Input data:
════════════════
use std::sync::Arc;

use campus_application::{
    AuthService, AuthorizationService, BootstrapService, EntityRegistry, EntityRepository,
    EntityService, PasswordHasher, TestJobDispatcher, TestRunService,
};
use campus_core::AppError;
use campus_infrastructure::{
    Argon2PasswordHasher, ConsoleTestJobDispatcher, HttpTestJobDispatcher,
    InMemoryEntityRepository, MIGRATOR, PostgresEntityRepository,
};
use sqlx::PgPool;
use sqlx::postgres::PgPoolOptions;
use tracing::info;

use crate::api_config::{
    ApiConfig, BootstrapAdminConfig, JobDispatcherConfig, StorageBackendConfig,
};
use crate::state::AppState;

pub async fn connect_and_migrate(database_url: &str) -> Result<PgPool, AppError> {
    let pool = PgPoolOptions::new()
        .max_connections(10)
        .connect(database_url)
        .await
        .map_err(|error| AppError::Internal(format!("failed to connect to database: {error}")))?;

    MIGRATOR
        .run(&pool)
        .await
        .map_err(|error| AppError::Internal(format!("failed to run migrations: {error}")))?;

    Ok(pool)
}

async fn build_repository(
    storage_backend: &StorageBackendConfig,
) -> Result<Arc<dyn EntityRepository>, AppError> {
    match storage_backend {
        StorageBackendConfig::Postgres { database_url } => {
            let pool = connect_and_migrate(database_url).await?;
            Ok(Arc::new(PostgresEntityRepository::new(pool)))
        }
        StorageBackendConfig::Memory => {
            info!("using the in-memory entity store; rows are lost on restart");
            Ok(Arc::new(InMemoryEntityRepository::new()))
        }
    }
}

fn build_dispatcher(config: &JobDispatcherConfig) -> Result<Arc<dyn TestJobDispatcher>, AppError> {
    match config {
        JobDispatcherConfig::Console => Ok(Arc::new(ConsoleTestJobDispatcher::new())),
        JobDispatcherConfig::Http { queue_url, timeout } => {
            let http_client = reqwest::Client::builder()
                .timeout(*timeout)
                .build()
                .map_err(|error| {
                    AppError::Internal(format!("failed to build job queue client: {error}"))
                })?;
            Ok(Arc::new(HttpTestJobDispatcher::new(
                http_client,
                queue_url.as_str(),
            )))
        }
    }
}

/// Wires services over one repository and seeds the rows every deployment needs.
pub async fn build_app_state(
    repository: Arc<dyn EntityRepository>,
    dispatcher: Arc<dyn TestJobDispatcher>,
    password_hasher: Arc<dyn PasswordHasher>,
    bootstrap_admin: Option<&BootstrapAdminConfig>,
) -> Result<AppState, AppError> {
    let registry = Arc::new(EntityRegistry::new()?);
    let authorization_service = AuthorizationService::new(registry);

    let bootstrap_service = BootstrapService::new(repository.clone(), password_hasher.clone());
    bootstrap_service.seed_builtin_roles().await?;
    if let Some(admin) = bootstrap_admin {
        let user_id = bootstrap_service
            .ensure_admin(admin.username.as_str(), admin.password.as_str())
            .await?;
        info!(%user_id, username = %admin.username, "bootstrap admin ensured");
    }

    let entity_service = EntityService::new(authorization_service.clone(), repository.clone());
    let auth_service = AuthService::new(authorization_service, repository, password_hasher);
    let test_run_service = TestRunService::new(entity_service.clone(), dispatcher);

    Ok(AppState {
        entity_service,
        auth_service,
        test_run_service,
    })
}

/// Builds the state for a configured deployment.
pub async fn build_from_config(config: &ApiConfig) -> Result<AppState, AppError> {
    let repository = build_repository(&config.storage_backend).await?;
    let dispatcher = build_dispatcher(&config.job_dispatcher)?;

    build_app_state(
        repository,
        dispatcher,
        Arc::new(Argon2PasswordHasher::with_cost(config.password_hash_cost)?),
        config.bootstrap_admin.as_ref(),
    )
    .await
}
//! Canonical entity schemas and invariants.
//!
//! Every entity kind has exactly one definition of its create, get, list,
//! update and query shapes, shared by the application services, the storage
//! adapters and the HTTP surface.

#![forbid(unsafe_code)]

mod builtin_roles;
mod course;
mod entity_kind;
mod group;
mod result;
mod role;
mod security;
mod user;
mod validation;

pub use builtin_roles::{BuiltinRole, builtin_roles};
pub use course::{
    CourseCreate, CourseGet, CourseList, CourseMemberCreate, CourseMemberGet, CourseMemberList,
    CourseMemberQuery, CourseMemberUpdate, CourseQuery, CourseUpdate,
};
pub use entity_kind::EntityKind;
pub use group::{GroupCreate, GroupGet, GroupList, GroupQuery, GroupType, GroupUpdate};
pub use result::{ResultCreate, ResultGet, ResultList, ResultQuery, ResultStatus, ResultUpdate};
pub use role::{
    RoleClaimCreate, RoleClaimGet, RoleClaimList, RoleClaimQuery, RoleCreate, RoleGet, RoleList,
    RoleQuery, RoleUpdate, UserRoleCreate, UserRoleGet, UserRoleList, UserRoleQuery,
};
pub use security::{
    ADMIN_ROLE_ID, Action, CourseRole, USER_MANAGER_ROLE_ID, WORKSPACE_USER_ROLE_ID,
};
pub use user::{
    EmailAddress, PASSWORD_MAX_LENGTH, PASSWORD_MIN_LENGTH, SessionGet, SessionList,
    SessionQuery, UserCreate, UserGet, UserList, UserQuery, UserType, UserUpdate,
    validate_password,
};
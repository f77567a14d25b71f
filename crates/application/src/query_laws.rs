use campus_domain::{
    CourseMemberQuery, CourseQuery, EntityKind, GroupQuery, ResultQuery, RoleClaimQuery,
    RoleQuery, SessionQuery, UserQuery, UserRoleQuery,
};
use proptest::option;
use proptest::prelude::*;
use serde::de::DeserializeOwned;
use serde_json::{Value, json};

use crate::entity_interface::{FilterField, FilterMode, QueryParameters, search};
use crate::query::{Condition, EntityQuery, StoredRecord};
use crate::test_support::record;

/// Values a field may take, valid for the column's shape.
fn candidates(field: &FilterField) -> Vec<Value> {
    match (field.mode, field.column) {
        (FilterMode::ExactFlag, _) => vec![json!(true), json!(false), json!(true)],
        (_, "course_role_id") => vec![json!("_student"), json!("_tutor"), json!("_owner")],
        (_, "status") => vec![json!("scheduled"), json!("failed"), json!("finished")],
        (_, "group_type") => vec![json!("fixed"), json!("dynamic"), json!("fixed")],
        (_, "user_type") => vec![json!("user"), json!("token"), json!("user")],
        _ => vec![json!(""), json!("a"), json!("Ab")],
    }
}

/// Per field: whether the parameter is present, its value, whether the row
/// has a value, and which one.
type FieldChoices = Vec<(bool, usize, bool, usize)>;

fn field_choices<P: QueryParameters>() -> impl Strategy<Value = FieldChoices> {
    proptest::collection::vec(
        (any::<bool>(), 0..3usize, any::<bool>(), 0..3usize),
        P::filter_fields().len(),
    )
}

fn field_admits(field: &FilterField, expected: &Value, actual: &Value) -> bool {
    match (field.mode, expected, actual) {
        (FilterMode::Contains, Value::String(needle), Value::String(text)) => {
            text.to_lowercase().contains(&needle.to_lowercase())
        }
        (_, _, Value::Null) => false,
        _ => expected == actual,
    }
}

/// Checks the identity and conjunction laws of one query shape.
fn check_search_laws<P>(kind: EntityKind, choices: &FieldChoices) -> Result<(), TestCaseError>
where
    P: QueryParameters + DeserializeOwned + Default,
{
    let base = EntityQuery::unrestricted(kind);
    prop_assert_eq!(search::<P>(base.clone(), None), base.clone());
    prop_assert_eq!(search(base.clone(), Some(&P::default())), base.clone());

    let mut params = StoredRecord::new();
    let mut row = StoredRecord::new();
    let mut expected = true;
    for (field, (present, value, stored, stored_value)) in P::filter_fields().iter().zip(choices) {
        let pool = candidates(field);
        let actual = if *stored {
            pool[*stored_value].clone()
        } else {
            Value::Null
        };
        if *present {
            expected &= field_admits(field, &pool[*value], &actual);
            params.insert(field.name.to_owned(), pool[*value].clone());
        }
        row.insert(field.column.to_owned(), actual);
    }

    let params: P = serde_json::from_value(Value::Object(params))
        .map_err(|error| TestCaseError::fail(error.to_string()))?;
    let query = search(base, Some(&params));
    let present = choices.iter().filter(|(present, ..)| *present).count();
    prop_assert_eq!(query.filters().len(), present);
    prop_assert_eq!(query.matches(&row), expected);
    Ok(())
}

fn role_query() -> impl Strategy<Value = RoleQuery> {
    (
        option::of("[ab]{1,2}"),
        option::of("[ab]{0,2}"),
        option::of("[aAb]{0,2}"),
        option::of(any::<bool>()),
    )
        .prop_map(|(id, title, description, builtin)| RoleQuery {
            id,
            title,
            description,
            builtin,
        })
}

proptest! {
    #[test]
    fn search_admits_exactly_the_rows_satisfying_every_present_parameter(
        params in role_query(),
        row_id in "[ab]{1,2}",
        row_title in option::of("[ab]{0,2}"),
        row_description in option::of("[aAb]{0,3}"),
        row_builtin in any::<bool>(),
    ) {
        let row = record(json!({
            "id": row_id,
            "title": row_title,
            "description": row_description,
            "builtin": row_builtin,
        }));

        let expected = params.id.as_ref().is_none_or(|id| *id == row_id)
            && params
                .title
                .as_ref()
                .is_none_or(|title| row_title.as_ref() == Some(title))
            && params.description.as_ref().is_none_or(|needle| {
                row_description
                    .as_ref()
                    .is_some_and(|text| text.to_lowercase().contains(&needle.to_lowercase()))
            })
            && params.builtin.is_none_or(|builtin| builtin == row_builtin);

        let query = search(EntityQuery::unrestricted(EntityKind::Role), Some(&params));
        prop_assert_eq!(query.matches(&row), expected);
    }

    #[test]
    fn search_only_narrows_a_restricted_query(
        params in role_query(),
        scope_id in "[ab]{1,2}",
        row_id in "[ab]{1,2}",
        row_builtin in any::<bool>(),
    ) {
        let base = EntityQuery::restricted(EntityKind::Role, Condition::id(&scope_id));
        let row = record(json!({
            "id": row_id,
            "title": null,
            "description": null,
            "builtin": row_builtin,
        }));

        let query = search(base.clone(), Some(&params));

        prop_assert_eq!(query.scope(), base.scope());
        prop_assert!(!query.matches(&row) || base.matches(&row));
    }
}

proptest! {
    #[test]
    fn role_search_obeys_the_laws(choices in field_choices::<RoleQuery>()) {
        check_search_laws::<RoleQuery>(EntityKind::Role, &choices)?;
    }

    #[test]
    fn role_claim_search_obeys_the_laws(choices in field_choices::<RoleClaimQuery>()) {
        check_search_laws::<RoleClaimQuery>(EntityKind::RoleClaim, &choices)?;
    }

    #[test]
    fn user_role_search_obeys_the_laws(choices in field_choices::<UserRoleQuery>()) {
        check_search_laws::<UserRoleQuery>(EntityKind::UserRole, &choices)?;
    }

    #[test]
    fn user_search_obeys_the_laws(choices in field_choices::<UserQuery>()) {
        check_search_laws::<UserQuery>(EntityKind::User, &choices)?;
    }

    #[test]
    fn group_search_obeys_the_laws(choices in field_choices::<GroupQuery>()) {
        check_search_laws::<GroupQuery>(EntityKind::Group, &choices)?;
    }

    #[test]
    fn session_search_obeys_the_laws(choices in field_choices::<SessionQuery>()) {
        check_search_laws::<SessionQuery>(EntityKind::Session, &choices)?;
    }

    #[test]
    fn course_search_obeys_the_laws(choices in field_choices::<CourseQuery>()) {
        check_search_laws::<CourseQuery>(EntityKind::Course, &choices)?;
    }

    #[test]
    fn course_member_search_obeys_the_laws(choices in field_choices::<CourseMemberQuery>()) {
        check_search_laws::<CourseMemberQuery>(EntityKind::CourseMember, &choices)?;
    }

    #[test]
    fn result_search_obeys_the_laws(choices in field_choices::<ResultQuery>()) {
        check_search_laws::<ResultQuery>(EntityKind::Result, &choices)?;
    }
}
════════════════
Goal of the exercise:
Output exactly the lines of the material above from the one containing "(FilterMode::ExactFlag, _) =>" up to and including the one containing "let mut row = StoredRecord::new();".

Response box:
        (FilterMode::ExactFlag, _) => vec![json!(true), json!(false), json!(true)],
        (_, "course_role_id") => vec![json!("_student"), json!("_tutor"), json!("_owner")],
        (_, "status") => vec![json!("scheduled"), json!("failed"), json!("finished")],
        (_, "group_type") => vec![json!("fixed"), json!("dynamic"), json!("fixed")],
        (_, "user_type") => vec![json!("user"), json!("token"), json!("user")],
        _ => vec![json!(""), json!("a"), json!("Ab")],
    }
}

/// Per field: whether the parameter is present, its value, whether the row
/// has a value, and which one.
type FieldChoices = Vec<(bool, usize, bool, usize)>;

fn field_choices<P: QueryParameters>() -> impl Strategy<Value = FieldChoices> {
    proptest::collection::vec(
        (any::<bool>(), 0..3usize, any::<bool>(), 0..3usize),
        P::filter_fields().len(),
    )
}

fn field_admits(field: &FilterField, expected: &Value, actual: &Value) -> bool {
    match (field.mode, expected, actual) {
        (FilterMode::Contains, Value::String(needle), Value::String(text)) => {
            text.to_lowercase().contains(&needle.to_lowercase())
        }
        (_, _, Value::Null) => false,
        _ => expected == actual,
    }
}

/// Checks the identity and conjunction laws of one query shape.
fn check_search_laws<P>(kind: EntityKind, choices: &FieldChoices) -> Result<(), TestCaseError>
where
    P: QueryParameters + DeserializeOwned + Default,
{
    let base = EntityQuery::unrestricted(kind);
    prop_assert_eq!(search::<P>(base.clone(), None), base.clone());
    prop_assert_eq!(search(base.clone(), Some(&P::default())), base.clone());

    let mut params = StoredRecord::new();
    let mut row = StoredRecord::new();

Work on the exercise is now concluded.